The ruling from the District Court for the Northern District of Texas “overturns the FDA’s expert judgment, rendered over two decades ago, that mifepristone is safe and effective. The Department will continue to defend the FDA’s decision,” Garland said.
Evan Masingill, CEO of GenBioPro, the manufacturer of mifepristone, said the company is reviewing both rulings and will continue to make the drug available.
“Nothing in the court’s order (in Texas) changes the decades of science and evidence regarding mifepristone’s safety and efficacy,” Masingill said.
While the FDA could choose to restart the approval process if an effort to revoke approval succeeds, this may take years, Chaiten said.
The case would likely be appealed, landing it in the right-leaning Fifth Circuit Court of Appeals. If the case is appealed again in federal circuit court, it may arrive before the U.S. Supreme Court.

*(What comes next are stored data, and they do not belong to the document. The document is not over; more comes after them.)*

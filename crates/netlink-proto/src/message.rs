//! The message object: an owning container for one wire-format record.
//!
//! Holds a growable buffer whose first 16 bytes are the header, plus side
//! metadata not carried on the wire (bound protocol id, addresses,
//! credentials).

use std::io::{self, Write};

use crate::{
    addr::{NlAddr, NlCreds},
    attr::AttrIter,
    error::{ProtocolError, Result},
    header::{align, NlmFlags, NlmsgHeader, NlmsgType, ALIGN},
};

bitflags::bitflags! {
    /// Creation-time bookkeeping flags on the message object itself, distinct
    /// from [`NlmFlags`], which lives in the wire header.
    #[derive(Debug, Clone, Copy, PartialEq, Eq, Hash, Default)]
    pub struct ObjFlags: u32 {
        /// This message was produced by a peek probe, not a full read.
        const PEEKED = 0x0001;
        /// Credentials are attached (kept in sync with `creds.is_some()`).
        const CRED_PRESENT = 0x0002;
    }
}

/// A netlink protocol id (e.g. `NETLINK_ROUTE`, `NETLINK_GENERIC`).
///
/// A thin newtype over the raw `i32` the kernel expects, so a bound protocol
/// can't be confused with an unrelated integer (a sequence number, a port
/// id) at a call site or in a struct field. Accepts a bare `i32` via `From`
/// so callers can keep passing `libc`'s raw protocol constants directly.
#[derive(Debug, Clone, Copy, PartialEq, Eq, Hash)]
pub struct Protocol(i32);

impl Protocol {
    /// Not yet bound to a socket.
    pub const UNBOUND: Self = Self(-1);

    /// The raw protocol id as the kernel expects it.
    #[must_use]
    pub fn raw(self) -> i32 {
        self.0
    }
}

impl From<i32> for Protocol {
    fn from(raw: i32) -> Self {
        Self(raw)
    }
}

impl From<Protocol> for i32 {
    fn from(protocol: Protocol) -> Self {
        protocol.0
    }
}

/// Sentinel protocol id meaning "not yet bound to a socket".
pub const PROTOCOL_UNBOUND: Protocol = Protocol::UNBOUND;

/// An owned netlink message: header + payload + side metadata.
///
/// # Invariants
///
/// `buf.len()` always equals `header().total_length()` as a `usize`; any
/// reallocating mutation (`reserve`, `append`, `put`) invalidates pointers
/// previously returned by those same methods, which is why they return
/// fresh slices scoped to the call rather than indices or raw pointers.
#[derive(Debug, Clone)]
pub struct NlMessage {
    buf: Vec<u8>,
    protocol: Protocol,
    src: Option<NlAddr>,
    dst: Option<NlAddr>,
    creds: Option<NlCreds>,
    obj_flags: ObjFlags,
}

impl NlMessage {
    /// Allocate an empty message: just the zeroed, aligned header.
    #[must_use]
    pub fn empty() -> Self {
        Self {
            buf: NlmsgHeader::empty().to_bytes().to_vec(),
            protocol: PROTOCOL_UNBOUND,
            src: None,
            dst: None,
            creds: None,
            obj_flags: ObjFlags::empty(),
        }
    }

    /// Allocate a message with type and flags stamped into the header.
    #[must_use]
    pub fn simple(nl_type: u16, flags: NlmFlags) -> Self {
        Self {
            buf: NlmsgHeader::simple(nl_type, flags).to_bytes().to_vec(),
            ..Self::empty()
        }
    }

    /// Copy type, flags, sequence and port-id from `template`; payload empty.
    #[must_use]
    pub fn inherit(template: &NlmsgHeader) -> Self {
        let mut header = NlmsgHeader::empty();
        header.set_msg_type(template.msg_type());
        header.set_flags(template.flags());
        header.set_sequence(template.sequence());
        header.set_port_id(template.port_id());
        Self { buf: header.to_bytes().to_vec(), ..Self::empty() }
    }

    /// Copy an existing on-wire record into a fresh owned buffer.
    ///
    /// The record's length is taken from its own header field, not from
    /// `raw.len()`: trailing bytes in `raw` beyond that length are ignored
    /// (they belong to the next record in a concatenated receive buffer).
    ///
    /// # Errors
    ///
    /// [`ProtocolError::Truncated`] if `raw` is shorter than the header, or
    /// shorter than the length the header declares.
    pub fn convert(raw: &[u8]) -> Result<Self> {
        let header = NlmsgHeader::from_bytes(raw)?;
        let declared = header.total_length() as usize;
        if raw.len() < declared {
            return Err(ProtocolError::Truncated { expected: declared, actual: raw.len() });
        }
        Ok(Self { buf: raw[..declared].to_vec(), ..Self::empty() })
    }

    /// Borrow the header (first [`NlmsgHeader::SIZE`] bytes).
    #[must_use]
    pub fn header(&self) -> &NlmsgHeader {
        // INVARIANT: buf is only ever constructed with a full header already
        // written (empty/simple/inherit/convert), so this always parses.
        #[allow(clippy::expect_used)]
        NlmsgHeader::from_bytes(&self.buf).expect("invariant: buf always starts with a valid header")
    }

    /// Full on-wire buffer (header + payload + trailing pad).
    #[must_use]
    pub fn as_bytes(&self) -> &[u8] {
        &self.buf
    }

    /// Payload region (everything after the header).
    #[must_use]
    pub fn payload(&self) -> &[u8] {
        &self.buf[NlmsgHeader::SIZE..]
    }

    /// Bound protocol id, or [`PROTOCOL_UNBOUND`] if not yet bound.
    #[must_use]
    pub fn protocol(&self) -> Protocol {
        self.protocol
    }

    /// Bind this message to a protocol id.
    pub fn set_protocol(&mut self, protocol: impl Into<Protocol>) {
        self.protocol = protocol.into();
    }

    /// Source address metadata (where this record came from, if known).
    #[must_use]
    pub fn src(&self) -> Option<NlAddr> {
        self.src
    }

    /// Set the source address metadata.
    pub fn set_src(&mut self, src: NlAddr) {
        self.src = Some(src);
    }

    /// Destination address override (if unset, the socket's peer is used).
    #[must_use]
    pub fn dst(&self) -> Option<NlAddr> {
        self.dst
    }

    /// Set a per-message destination override.
    pub fn set_dst(&mut self, dst: NlAddr) {
        self.dst = Some(dst);
    }

    /// Attached peer credentials, if any were captured on receive.
    #[must_use]
    pub fn creds(&self) -> Option<NlCreds> {
        self.creds
    }

    /// Attach credentials, keeping the object flags in sync.
    pub fn set_creds(&mut self, creds: NlCreds) {
        self.creds = Some(creds);
        self.obj_flags.insert(ObjFlags::CRED_PRESENT);
    }

    /// Creation-time object flags (distinct from the wire header's flags).
    #[must_use]
    pub fn obj_flags(&self) -> ObjFlags {
        self.obj_flags
    }

    /// Grow the buffer by `len` bytes rounded up to `pad` (0 disables
    /// rounding), zero the padding bytes, and advance the header's declared
    /// length by the rounded total.
    ///
    /// Returns the newly reserved region. Any slice previously returned by
    /// `reserve`/`append`/`put` is invalidated the moment this is called
    /// again, since the backing `Vec` may reallocate.
    ///
    /// # Errors
    ///
    /// [`ProtocolError::OutOfMemory`] if the new length would overflow
    /// `u32` (the header's length field) or `usize`.
    pub fn reserve(&mut self, len: usize, pad: usize) -> Result<&mut [u8]> {
        let tlen = if pad == 0 { len } else { align_to(len, pad) };

        let old_len = self.buf.len();
        let new_total =
            old_len.checked_add(tlen).ok_or(ProtocolError::OutOfMemory { requested: tlen })?;
        let new_header_len = u32::try_from(new_total)
            .map_err(|_| ProtocolError::OutOfMemory { requested: tlen })?;

        self.buf.resize(new_total, 0);
        self.header_mut_raw().set_total_length(new_header_len);

        Ok(&mut self.buf[old_len..new_total])
    }

    /// `reserve` followed by a copy of `data` into the new region.
    ///
    /// # Errors
    ///
    /// Propagates [`ProtocolError::OutOfMemory`] from [`Self::reserve`].
    pub fn append(&mut self, data: &[u8], pad: usize) -> Result<()> {
        let region = self.reserve(data.len(), pad)?;
        region[..data.len()].copy_from_slice(data);
        Ok(())
    }

    /// Overwrite header fields and, if `payload_room > 0`, additionally
    /// reserve that much aligned payload.
    ///
    /// # Errors
    ///
    /// Propagates [`ProtocolError::OutOfMemory`] from [`Self::reserve`].
    pub fn put(
        &mut self,
        port_id: u32,
        seq: u32,
        nl_type: u16,
        payload_room: usize,
        flags: NlmFlags,
    ) -> Result<Option<&mut [u8]>> {
        {
            let header = self.header_mut_raw();
            header.set_port_id(port_id);
            header.set_sequence(seq);
            header.set_msg_type(nl_type);
            header.set_flags(flags);
        }

        if payload_room == 0 {
            return Ok(None);
        }

        self.reserve(payload_room, ALIGN).map(Some)
    }

    /// Attributes in the payload, starting after `family_header_size` bytes
    /// of opaque family-specific sub-header.
    ///
    /// `family_header_size` is the size reported by the cache-ops lookup
    /// hook for this message's `(protocol, type)`; pass `0` if
    /// the record has no family header.
    ///
    /// # Errors
    ///
    /// [`ProtocolError::Truncated`] if the payload is shorter than
    /// `family_header_size`.
    pub fn attrs(&self, family_header_size: usize) -> Result<AttrIter<'_>> {
        let payload = self.payload();
        let offset = align(family_header_size);
        if payload.len() < offset {
            return Err(ProtocolError::Truncated { expected: offset, actual: payload.len() });
        }
        Ok(AttrIter::new(&payload[offset..]))
    }

    /// Write a human-readable transcript: header fields, payload hex+ASCII,
    /// and (for ERROR records) the embedded original header. Attribute trees
    /// are walked recursively with one extra indent level per nesting level;
    /// bytes not consumed by any attribute are labelled `LEFTOVER`.
    ///
    /// # Errors
    ///
    /// Any `io::Error` from writing to `sink`.
    pub fn dump(&self, sink: &mut impl Write, family_header_size: usize) -> io::Result<()> {
        let header = self.header();
        writeln!(
            sink,
            "nlmsg: len={} type={:?} flags={:?} seq={} pid={}",
            header.total_length(),
            header.classify(),
            header.flags(),
            header.sequence(),
            header.port_id()
        )?;

        if header.classify() == NlmsgType::Error {
            let payload = self.payload();
            if payload.len() >= 4 + NlmsgHeader::SIZE {
                // INVARIANT: the length check above guarantees at least 4 bytes.
                #[allow(clippy::expect_used)]
                let code = i32::from_ne_bytes(payload[0..4].try_into().expect("4 bytes"));
                writeln!(sink, "    error_code={code}")?;
                if let Ok(orig) = NlmsgHeader::from_bytes(&payload[4..]) {
                    writeln!(sink, "    original_header: {orig:?}")?;
                }
            }
        }

        dump_hex(sink, self.payload(), 1)?;

        match self.attrs(family_header_size) {
            Ok(iter) => dump_attrs(sink, iter, 1)?,
            Err(err) => writeln!(sink, "    <attribute parse error: {err}>")?,
        }

        Ok(())
    }

    fn header_mut_raw(&mut self) -> HeaderMut<'_> {
        HeaderMut { bytes: &mut self.buf[..NlmsgHeader::SIZE] }
    }
}

/// Thin wrapper giving field-level mutation of the header bytes embedded at
/// the front of `NlMessage::buf`, without an unsafe reinterpret cast.
struct HeaderMut<'a> {
    bytes: &'a mut [u8],
}

impl HeaderMut<'_> {
    fn set_total_length(&mut self, len: u32) {
        self.bytes[0..4].copy_from_slice(&len.to_ne_bytes());
    }

    fn set_msg_type(&mut self, nl_type: u16) {
        self.bytes[4..6].copy_from_slice(&nl_type.to_ne_bytes());
    }

    fn set_flags(&mut self, flags: NlmFlags) {
        self.bytes[6..8].copy_from_slice(&flags.bits().to_ne_bytes());
    }

    fn set_sequence(&mut self, seq: u32) {
        self.bytes[8..12].copy_from_slice(&seq.to_ne_bytes());
    }

    fn set_port_id(&mut self, pid: u32) {
        self.bytes[12..16].copy_from_slice(&pid.to_ne_bytes());
    }
}

fn align_to(len: usize, pad: usize) -> usize {
    (len + (pad - 1)) & !(pad - 1)
}

fn dump_hex(sink: &mut impl Write, data: &[u8], indent: usize) -> io::Result<()> {
    let prefix = "    ".repeat(indent);
    for chunk in data.chunks(16) {
        let hex: String = chunk.iter().map(|b| format!("{b:02x} ")).collect();
        let ascii: String =
            chunk.iter().map(|&b| if (0x20..0x7f).contains(&b) { b as char } else { '.' }).collect();
        writeln!(sink, "{prefix}{hex:<48}{ascii}")?;
    }
    Ok(())
}

fn dump_attrs(sink: &mut impl Write, mut iter: AttrIter<'_>, indent: usize) -> io::Result<()> {
    let prefix = "    ".repeat(indent);
    for item in iter.by_ref() {
        match item {
            Ok(attr) => {
                writeln!(
                    sink,
                    "{prefix}attr type={} nested={} len={}",
                    attr.kind(),
                    attr.is_nested(),
                    attr.payload().len()
                )?;
                if attr.is_nested() {
                    dump_attrs(sink, attr.nested(), indent + 1)?;
                } else {
                    dump_hex(sink, attr.payload(), indent + 1)?;
                }
            },
            Err(err) => {
                writeln!(sink, "{prefix}<attribute error: {err}>")?;
                break;
            },
        }
    }
    if !iter.leftover().is_empty() {
        writeln!(sink, "{prefix}LEFTOVER ({} bytes):", iter.leftover().len())?;
        dump_hex(sink, iter.leftover(), indent + 1)?;
    }
    Ok(())
}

Filing lawsuit in Amarillo part of legal strategy
Several legal experts said it was no accident the complaint was filed in Amarillo, Texas, where the only judge is Kacsmaryk, an appointee of former President Donald Trump who has a history of conservative rulings.
“This is one single judge in Texas, a state that has already banned abortion, deciding the medication abortion access of every single person across the country,” Ma said.
Alliance Defending Freedom, which filed the suit, is considered an anti-LGBTQ hate group by the Southern Poverty Law Center. The group told USA TODAY it “categorically rejects” this classification, calling it a “deliberate mischaracterization of our work.”
Providers rush to consider misoprostol-only options
Providers nationwide are rushing to shift to misoprostol-only protocols for medication abortions, and clinics have already begun ordering more misoprostol supplies, said Ashley Brink, clinic director at Trust Women Kansas in Wichita.
She said misoprostol-only methods have been used globally for years as “a safe and effective alternative” to using both mifepristone and misoprostol.
Studies show misoprostol-only methods are less effective than the two-step regimen.
Ruling to hit marginalized communities hardest
Low-income and people of color could be disproportionately impacted by Kacsmaryk’s ruling, experts say. A Centers for Disease Control and Prevention analysis showed about 67% of U.S. abortion seekers were non-white.
Terri-Ann Thompson, senior researcher at Ibis Reproductive Health, said the ruling disregards patient preference, cost and travel burdens of marginalized communities.
“One of the reasons, among many, that people actually choose a medication abortion is because it is the less costly option of the abortion options available,” she said. “It’s a racial justice issue and economic disadvantage is at the root.”
Lupe Rodríguez, executive director at the National Latina Institute for Reproductive Justice, said many immigrant women are accustomed to medication abortion and prefer it.